The Consequences: What This Costs America
This is not just a small business issue. The consolidation of the federal marketplace into the hands of a few large, incumbent firms has devastating consequences for the entire nation:
- Harm to Local Economies: Billions of taxpayer dollars are being redirected away from local communities and into the pockets of a few select corporations, undermining regional economic stability and growth.[3]
- Higher Costs for Taxpayers: Reduced competition invariably leads to higher long-term costs. Without the competitive pressure of a diverse supplier base, the government loses its negotiating power and taxpayers overpay.

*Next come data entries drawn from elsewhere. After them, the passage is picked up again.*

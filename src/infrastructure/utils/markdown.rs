use once_cell::sync::Lazy;
use pulldown_cmark::{html, Options, Parser};
use ammonia::{Builder, UrlRelative};
use regex::Regex;

static HTML_TAG: Lazy<Regex> = Lazy::new(|| Regex::new(r"<[^>]*>").expect("valid html tag pattern"));
static HEADING_MARKER: Lazy<Regex> = Lazy::new(|| Regex::new(r"(?m)^#+\s*").expect("valid heading pattern"));
static INLINE_LINK: Lazy<Regex> = Lazy::new(|| Regex::new(r"\[([^\]]+)\]\([^)]+\)").expect("valid link pattern"));
static EMPHASIS: Lazy<Regex> = Lazy::new(|| Regex::new(r"[*_`]").expect("valid emphasis pattern"));

/// Converts Markdown content to sanitized HTML to prevent XSS attacks.
pub fn safe_markdown_to_html(markdown: &str) -> String {
    let options = Options::all();
    let parser = Parser::new_ext(markdown, options);

    let mut raw_html = String::with_capacity(markdown.len() * 2);
    html::push_html(&mut raw_html, parser);

    sanitize_html(&raw_html)
}

/// Removes unsafe HTML, forcing `rel` on links and dropping relative URLs.
pub fn sanitize_html(content: &str) -> String {
    Builder::default()
        .link_rel(Some("nofollow noopener noreferrer"))
        .url_relative(UrlRelative::Deny)
        .clean(content)
        .to_string()
}

/// Reduces markdown to plain text: HTML tags, heading markers, link syntax
/// (the link text is kept) and emphasis markers are removed.
pub fn strip_markdown(content: &str) -> String {
    let without_tags = HTML_TAG.replace_all(content, "");
    let without_headings = HEADING_MARKER.replace_all(&without_tags, "");
    let without_links = INLINE_LINK.replace_all(&without_headings, "$1");
    let without_emphasis = EMPHASIS.replace_all(&without_links, "");

    without_emphasis.trim().to_string()
}

#[cfg(test)]
mod tests {
    use super::*;

    #[test]
    fn strip_markdown_keeps_link_text() {
        let plain = strip_markdown("# Title\n\nSee [the docs](https://docs.rs) for **more**.");
        assert_eq!(plain, "Title\n\nSee the docs for more.");
    }

    #[test]
    fn strip_markdown_drops_html_and_code_ticks() {
        let plain = strip_markdown("<div class=\"x\">Hi</div> `code` _it_");
        assert_eq!(plain, "Hi code it");
    }

    #[test]
    fn strip_markdown_only_removes_leading_hashes() {
        assert_eq!(strip_markdown("## C# tips"), "C# tips");
    }

    #[test]
    fn html_output_is_sanitized() {
        let html = safe_markdown_to_html("hello <script>alert(1)</script>");
        assert!(html.contains("hello"));
        assert!(!html.contains("<script>"));
    }
}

- A Weaker National Security: A healthy Defense Industrial Base relies on a diverse network of agile and innovative suppliers. Market concentration creates a brittle, less resilient supply chain that poses a direct risk to our national security.[4]
- Stifled Innovation: Small businesses are vital engines of innovation. Locking them out of the federal marketplace denies the government access to cutting-edge technologies and more efficient solutions, leading to technological stagnation.
The data is clear: the continued dismantling of small business protections is not "modernization"; it is a direct threat to America's economic prosperity and security.
Section II: Footnotes
[1] U.S. Small Business Administration, Office of Advocacy. "Trends in Federal Procurement and the Decline of Small Business Suppliers." March 2024. https://advocacy.sba.gov/2024/03/15/procurement-trends-decline-small-business-vendors
[2] Analysis based on SBA Small Business Goaling Reports (FY2021-FY2023). Source data available at SBA DataHub: https://datahub.certify.sba.gov/
[3] District-level revenue data derived from analysis of SBA Small Business Goaling Reports (FY2021-FY2023). Source data available at SBA DataHub and detailed in Appendix C of the "Rule of Two After Executive Orders" report.